¿Por qué perdonar lo imperdonable?
El cristianismo ha sido, es y será la religión del perdón radical, signo indudable de su divinidad, porque el perdón no tiene origen humano.
por José Luis Bazán
Nunca antes nadie hizo de la rotundidad del perdón baluarte del obrar humano: hasta setenta veces siete. ¿Cómo puede ser posible trascender nuestro arraigado espíritu retributivo que clama, en buena justicia, penalidad para el causante de nuestro mal? ¿No es, acaso, un imposible moral que niega nuestra natural condición incluso pensar en ello? ¿Qué clase de locura es ver en el enemigo un hermano? Parece un ejercicio arbitrario de alquimia moral, una sinrazón violenta, un «encorderamiento» del hombre, despojo de su dignidad que reclama respeto y exige un trato debido. No otra cosa cabe, con ojo humano, afirmar ante el mal padecido. Y sin embargo, setenta veces siete.
Solamente la Omnipotencia es raíz y causa del perdón. Siendo un imperativo cristiano no es una apelación a la naturaleza, que se resiste, sino a lo que por encima de ella puede impulsarla más allá de sus límites. Carece en otro caso de sentido el perdón ante el mal padecido, salvo por interés psicológico, como instrumento de equilibrio psicosomático. Podría tenerlo por mera resignación, ese encajar los acontecimientos que de uno no dependen, por virtud de la necesidad o conveniencia de continuar lo más digna y saludablemente a través del camino de la vida. Sin el sobrehumano poder que tiende la mano al hombre para alzarse sobre sí mismo, se impone el implacable talión.

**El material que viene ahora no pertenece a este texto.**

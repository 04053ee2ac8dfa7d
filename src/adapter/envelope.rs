//! Invocation envelope shapes and their normalization.
//!
//! Gateways send either the REST (`httpMethod`, `path`) or the HTTP API
//! (`requestContext.http.method`, `rawPath`) flavour. Both deserialize into
//! [`InvocationEnvelope`]; every fallback between the two is resolved in
//! [`InvocationEnvelope::normalize`] and the accessors next to it.

use axum::body::{to_bytes, Body, Bytes};
use axum::http::{HeaderMap, HeaderName, HeaderValue, Method, Request};
use axum::response::Response;
use base64::{engine::general_purpose::STANDARD, Engine as _};
use serde::{Deserialize, Serialize};
use serde_json::json;
use std::collections::BTreeMap;

use crate::api::extractors::{ClientIp, UNKNOWN_CLIENT};
use crate::api::models::ErrorResponse;
use crate::error::{LandingError, LandingResult};

/// Inbound gateway envelope.
#[derive(Debug, Clone, Default, PartialEq, Eq, Serialize, Deserialize)]
#[serde(rename_all = "camelCase")]
pub struct InvocationEnvelope {
    /// REST flavour method
    #[serde(default, skip_serializing_if = "Option::is_none")]
    pub http_method: Option<String>,
    /// Gateway request context
    #[serde(default, skip_serializing_if = "Option::is_none")]
    pub request_context: Option<RequestContext>,
    /// HTTP API flavour path
    #[serde(default, skip_serializing_if = "Option::is_none")]
    pub raw_path: Option<String>,
    /// REST flavour path
    #[serde(default, skip_serializing_if = "Option::is_none")]
    pub path: Option<String>,
    /// Request headers
    #[serde(default, skip_serializing_if = "Option::is_none")]
    pub headers: Option<BTreeMap<String, String>>,
    /// HTTP API flavour query string, without the leading `?`
    #[serde(default, skip_serializing_if = "Option::is_none")]
    pub raw_query_string: Option<String>,
    /// REST flavour query parameters
    #[serde(default, skip_serializing_if = "Option::is_none")]
    pub query_string_parameters: Option<BTreeMap<String, String>>,
    /// Request body, base64 when `is_base64_encoded`
    #[serde(default, skip_serializing_if = "Option::is_none")]
    pub body: Option<String>,
    /// Whether `body` is base64
    #[serde(default)]
    pub is_base64_encoded: bool,
}

/// `requestContext` block.
#[derive(Debug, Clone, Default, PartialEq, Eq, Serialize, Deserialize)]
#[serde(rename_all = "camelCase")]
pub struct RequestContext {
    /// HTTP API flavour request details
    #[serde(default, skip_serializing_if = "Option::is_none")]
    pub http: Option<HttpContext>,
    /// REST flavour caller identity
    #[serde(default, skip_serializing_if = "Option::is_none")]
    pub identity: Option<Identity>,
    /// Gateway request id
    #[serde(default, skip_serializing_if = "Option::is_none")]
    pub request_id: Option<String>,
}

/// `requestContext.http` block.
#[derive(Debug, Clone, Default, PartialEq, Eq, Serialize, Deserialize)]
#[serde(rename_all = "camelCase")]
pub struct HttpContext {
    /// Request method
    #[serde(default, skip_serializing_if = "Option::is_none")]
    pub method: Option<String>,
    /// Request path
    #[serde(default, skip_serializing_if = "Option::is_none")]
    pub path: Option<String>,
    /// Caller address as seen by the gateway
    #[serde(default, skip_serializing_if = "Option::is_none")]
    pub source_ip: Option<String>,
}

/// `requestContext.identity` block.
#[derive(Debug, Clone, Default, PartialEq, Eq, Serialize, Deserialize)]
#[serde(rename_all = "camelCase")]
pub struct Identity {
    /// Caller address as seen by the gateway
    #[serde(default, skip_serializing_if = "Option::is_none")]
    pub source_ip: Option<String>,
}

impl InvocationEnvelope {
    /// Envelope for `method path` with nothing else set.
    #[must_use]
    pub fn new(method: &str, path: &str) -> Self {
        Self {
            http_method: Some(method.to_string()),
            raw_path: Some(path.to_string()),
            ..Self::default()
        }
    }

    /// Add a header.
    #[must_use]
    pub fn with_header(mut self, name: &str, value: &str) -> Self {
        self.headers
            .get_or_insert_with(BTreeMap::new)
            .insert(name.to_string(), value.to_string());
        self
    }

    /// Set a plain-text body.
    #[must_use]
    pub fn with_body(mut self, body: &str) -> Self {
        self.body = Some(body.to_string());
        self.is_base64_encoded = false;
        self
    }

    /// Set a body the gateway delivered base64-encoded.
    #[must_use]
    pub fn with_base64_body(mut self, encoded: &str) -> Self {
        self.body = Some(encoded.to_string());
        self.is_base64_encoded = true;
        self
    }

    /// Set the gateway-reported caller address.
    #[must_use]
    pub fn with_source_ip(mut self, ip: &str) -> Self {
        self.request_context
            .get_or_insert_with(RequestContext::default)
            .http
            .get_or_insert_with(HttpContext::default)
            .source_ip = Some(ip.to_string());
        self
    }

    /// Request method, REST flavour first.
    #[must_use]
    pub fn method(&self) -> Option<&str> {
        self.http_method.as_deref().or_else(|| {
            self.request_context
                .as_ref()?
                .http
                .as_ref()?
                .method
                .as_deref()
        })
    }

    /// Request path, `rawPath` first.
    #[must_use]
    pub fn request_path(&self) -> Option<&str> {
        self.raw_path.as_deref().or(self.path.as_deref())
    }

    /// Case-insensitive header lookup.
    #[must_use]
    pub fn header(&self, name: &str) -> Option<&str> {
        self.headers
            .as_ref()?
            .iter()
            .find(|(key, _)| key.eq_ignore_ascii_case(name))
            .map(|(_, value)| value.as_str())
    }

    /// Gateway-reported caller address.
    #[must_use]
    pub fn source_ip(&self) -> Option<&str> {
        let context = self.request_context.as_ref()?;
        context
            .http
            .as_ref()
            .and_then(|http| http.source_ip.as_deref())
            .or_else(|| {
                context
                    .identity
                    .as_ref()
                    .and_then(|identity| identity.source_ip.as_deref())
            })
    }

    /// First address of `X-Forwarded-For`, the original client.
    #[must_use]
    pub fn forwarded_for(&self) -> Option<&str> {
        self.header("x-forwarded-for")
            .and_then(|value| value.split(',').next())
            .map(str::trim)
            .filter(|ip| !ip.is_empty())
    }

    /// Gateway request id.
    #[must_use]
    pub fn request_id(&self) -> Option<&str> {
        self.request_context.as_ref()?.request_id.as_deref()
    }

    fn query(&self) -> Option<String> {
        if let Some(raw) = self.raw_query_string.as_deref().filter(|q| !q.is_empty()) {
            return Some(raw.to_string());
        }
        self.query_string_parameters
            .as_ref()
            .filter(|params| !params.is_empty())
            .map(|params| {
                url::form_urlencoded::Serializer::new(String::new())
                    .extend_pairs(params)
                    .finish()
            })
    }

    /// Resolve every fallback into an [`InvocationRequest`].
    ///
    /// `path_prefix` (a gateway stage mount such as `/prod`) is stripped from
    /// the path. A missing path becomes `/`.
    ///
    /// # Errors
    ///
    /// Returns [`LandingError::EnvelopeError`] when the method is missing or
    /// invalid, a header cannot be represented, or the body is flagged as
    /// base64 but does not decode.
    pub fn normalize(self, path_prefix: &str) -> LandingResult<InvocationRequest> {
        let method = self
            .method()
            .ok_or_else(|| LandingError::envelope("envelope carries no HTTP method", None))
            .and_then(|method| {
                Method::from_bytes(method.to_ascii_uppercase().as_bytes()).map_err(|e| {
                    LandingError::envelope(format!("invalid HTTP method {method:?}"), Some(Box::new(e)))
                })
            })?;

        let path = encode_path(&strip_prefix(self.request_path().unwrap_or("/"), path_prefix))?;
        let query = self.query();
        let source_ip = self.source_ip().map(str::to_string);

        let mut headers = HeaderMap::new();
        for (name, value) in self.headers.iter().flatten() {
            let name = HeaderName::from_bytes(name.as_bytes()).map_err(|e| {
                LandingError::envelope(format!("invalid header name {name:?}"), Some(Box::new(e)))
            })?;
            let value = HeaderValue::from_str(value).map_err(|e| {
                LandingError::envelope(format!("invalid value for header {name}"), Some(Box::new(e)))
            })?;
            headers.append(name, value);
        }

        let body = match self.body {
            None => Bytes::new(),
            Some(encoded) if self.is_base64_encoded => STANDARD
                .decode(encoded.trim())
                .map(Bytes::from)
                .map_err(|e| LandingError::envelope("body is not valid base64", Some(Box::new(e))))?,
            Some(text) => Bytes::from(text),
        };

        Ok(InvocationRequest {
            method,
            path,
            query,
            headers,
            body,
            source_ip,
        })
    }
}

/// Percent-encode characters that cannot appear in a URI path.
///
/// REST gateways deliver `path` already decoded, so spaces and non-ASCII
/// characters are re-encoded. Existing `%XX` escapes are kept as they are.
fn encode_path(path: &str) -> LandingResult<String> {
    let mut url = url::Url::parse("http://localhost/")
        .map_err(|e| LandingError::envelope("failed to build base URL", Some(Box::new(e))))?;
    url.set_path(path);
    Ok(url.path().to_string())
}

fn strip_prefix(path: &str, prefix: &str) -> String {
    if prefix.is_empty() {
        return path.to_string();
    }
    match path.strip_prefix(prefix) {
        Some("") => "/".to_string(),
        Some(rest) if rest.starts_with('/') => rest.to_string(),
        _ => path.to_string(),
    }
}

/// A normalized invocation, ready for the handler chain.
#[derive(Debug, Clone)]
pub struct InvocationRequest {
    /// Request method
    pub method: Method,
    /// Path with the mount prefix removed
    pub path: String,
    /// Query string without `?`
    pub query: Option<String>,
    /// Request headers
    pub headers: HeaderMap,
    /// Decoded body bytes
    pub body: Bytes,
    /// Gateway-reported caller address
    pub source_ip: Option<String>,
}

impl InvocationRequest {
    /// Build the `http::Request` handed to the handler chain.
    ///
    /// The caller address travels as a [`ClientIp`] extension.
    ///
    /// # Errors
    ///
    /// Returns [`LandingError::EnvelopeError`] if path and query do not form
    /// a valid URI.
    pub fn into_http_request(self) -> LandingResult<Request<Body>> {
        let uri = match &self.query {
            Some(query) => format!("{}?{query}", self.path),
            None => self.path.clone(),
        };

        let mut request = Request::builder()
            .method(self.method)
            .uri(uri.as_str())
            .body(Body::from(self.body))
            .map_err(|e| LandingError::envelope(format!("invalid request URI {uri:?}"), Some(Box::new(e))))?;

        *request.headers_mut() = self.headers;
        request.extensions_mut().insert(ClientIp(
            self.source_ip.unwrap_or_else(|| UNKNOWN_CLIENT.to_string()),
        ));
        Ok(request)
    }
}

/// Per-invocation context supplied by the host runtime.
#[derive(Debug, Clone, PartialEq, Eq)]
pub struct InvocationContext {
    /// Host request id
    pub request_id: String,
}

impl InvocationContext {
    /// Context carrying `request_id`.
    pub fn new(request_id: impl Into<String>) -> Self {
        Self {
            request_id: request_id.into(),
        }
    }
}

impl Default for InvocationContext {
    fn default() -> Self {
        Self::new("unknown")
    }
}

/// Response headers: case preserved, lookups and replacement case-insensitive.
#[derive(Debug, Clone, Default, PartialEq, Eq, Serialize, Deserialize)]
#[serde(transparent)]
pub struct ResponseHeaders(BTreeMap<String, String>);

impl ResponseHeaders {
    /// Value of `name`, ignoring case.
    #[must_use]
    pub fn get(&self, name: &str) -> Option<&str> {
        self.0
            .iter()
            .find(|(key, _)| key.eq_ignore_ascii_case(name))
            .map(|(_, value)| value.as_str())
    }

    /// Whether `name` is present, ignoring case.
    #[must_use]
    pub fn contains(&self, name: &str) -> bool {
        self.get(name).is_some()
    }

    /// Set `name`, replacing any existing entry that differs only in case.
    pub fn insert(&mut self, name: &str, value: impl Into<String>) {
        self.0.retain(|key, _| !key.eq_ignore_ascii_case(name));
        self.0.insert(name.to_string(), value.into());
    }

    /// Number of headers.
    #[must_use]
    pub fn len(&self) -> usize {
        self.0.len()
    }

    /// Whether there are no headers.
    #[must_use]
    pub fn is_empty(&self) -> bool {
        self.0.is_empty()
    }

    /// Iterate over name/value pairs.
    pub fn iter(&self) -> impl Iterator<Item = (&str, &str)> {
        self.0.iter().map(|(k, v)| (k.as_str(), v.as_str()))
    }
}

/// Outbound gateway envelope.
#[derive(Debug, Clone, Default, PartialEq, Eq, Serialize, Deserialize)]
#[serde(rename_all = "camelCase")]
pub struct ResponseEnvelope {
    /// HTTP status
    pub status_code: u16,
    /// Response headers
    pub headers: ResponseHeaders,
    /// Response body, base64 when `is_base64_encoded`
    pub body: String,
    /// Set only for bodies that are not valid UTF-8
    #[serde(default)]
    pub is_base64_encoded: bool,
}

impl ResponseEnvelope {
    /// Empty-bodied response with `status_code`.
    #[must_use]
    pub fn empty(status_code: u16) -> Self {
        Self {
            status_code,
            ..Self::default()
        }
    }

    /// The generic 500 returned when envelope translation fails.
    #[must_use]
    pub fn internal_error() -> Self {
        let mut headers = ResponseHeaders::default();
        headers.insert("content-type", "application/json");
        Self {
            status_code: 500,
            headers,
            body: json!(ErrorResponse::internal()).to_string(),
            is_base64_encoded: false,
        }
    }

    /// Collect a handler chain response.
    ///
    /// Repeated headers are joined with `, `.
    ///
    /// # Errors
    ///
    /// Returns [`LandingError::InvocationError`] if the body stream fails.
    pub async fn from_response(response: Response) -> LandingResult<Self> {
        let (parts, body) = response.into_parts();
        let bytes = to_bytes(body, usize::MAX)
            .await
            .map_err(|e| LandingError::invocation("failed to read response body", Some(e.into_inner())))?;

        let mut headers = ResponseHeaders::default();
        for name in parts.headers.keys() {
            let values: Vec<&str> = parts
                .headers
                .get_all(name)
                .iter()
                .filter_map(|value| value.to_str().ok())
                .collect();
            if !values.is_empty() {
                headers.insert(name.as_str(), values.join(", "));
            }
        }

        let (body, is_base64_encoded) = match std::str::from_utf8(&bytes) {
            Ok(text) => (text.to_string(), false),
            Err(_) => (STANDARD.encode(&bytes), true),
        };

        Ok(Self {
            status_code: parts.status.as_u16(),
            headers,
            body,
            is_base64_encoded,
        })
    }
}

El Cristianismo ha sido, es y será la religión del perdón radical, signo indudable de su divinidad, porque el perdón no tiene origen humano. Diviniza al hombre al fertilizar el alma en la aridez del dolor, y sana el alma a pesar de lo irreparable del daño. El perdón, orgullosa bandera del cristianismo, distingue a la religión cristiana del resto, especialmente del judaísmo y el mahometanismo, en las que el sentido de la justicia natural (incluso, el talión) se encuentra profundamente arraigado y es fuente en muchas ocasiones de espiral sinfín de violencia, al exigir uno permanente reparación ajena y legitimar retribución por cada acto del otro considerado injusto. No pocas realidades sociopolíticas son explicadas por tal perspectiva del mal padecido en ciertas religiones.
En tales casos, solamente el perdón es el único posible muro de contención de las aguas turbias de rivalidades incluso sangrientas, que pugnan por desbordarse precipitadamente. Es, por ello, el acto de trascendencia del mal, que lo detiene, diluye y transforma, originando un inesperado poder liberador en la víctima e incluso en el verdugo, incluso psicológicamente verificable. Es, sin duda, una de las grandes virtudes y aportaciones sociales de la religión del Crucificado, a Quien tribunales y parlamentos europeos ningunean y quieren enterrar en el cajón del pasado.
La Ética sin religión, esa moda inventada por proxenetas del bien común, es –pese a su apariencia- una fuente de violencia y rencillas, al pretender excluir el cristianismo, la religión del perdón, del espacio público. Ni de lejos podrá esa ínfima ética mínima, por su propia naturaleza, aportar la solución del perdón a los dramas y traumas que en la vida social suceden a cada instante, ni será salvífica para quienes sufran tales tragedias, porque tiene la misma virtud médica que una aspirina para la cura del cáncer. Son reglas humanas sin vida, tan artificiosas como el esperanto, que solamente pueden ser asumidas generalmente por el hombre cuando se imponen por la fuerza de la educación obligatoria (véase Educación para la ciudadanía), con la ayuda de los medios de comunicación que colaboran con sus promotores ideológicos, y de un entorno cultural que vive de la protección del cacique municipal, autonómico o nacional. En esa ética «razonable» apartada de lo «racional», diseñada por una minoría de vocación ingenieril, no cabe el alma humana, demasiado grande para el horizonte de un humanismo inmanente. No pueden vincular la conciencia humana, donde el hombre vive la radicalidad del bien y del mal, porque la raíz de toda obligación real y efectiva es religiosa y no humana. Toda ob-ligatio procede de un re-ligare: la ligazón moral y jurídica es posible porque hay una primera, radical e ineludible ligazón incondicional que nace de nuestra condición creatural respecto del Creador. La ética sin religión es una componenda alejada de la instalación vital en los principios del ser del hombre que acoge e impulsa sus más íntimos deseos de verdad, bien y belleza. Nada pueden decir sobre el perdón auténtico y radical unas normas de ínfima consistencia, basadas en consensos y conveniencias, alejadas tantas veces de las auténticas tendencias y aspiraciones a la trascendencia de todo ser humano.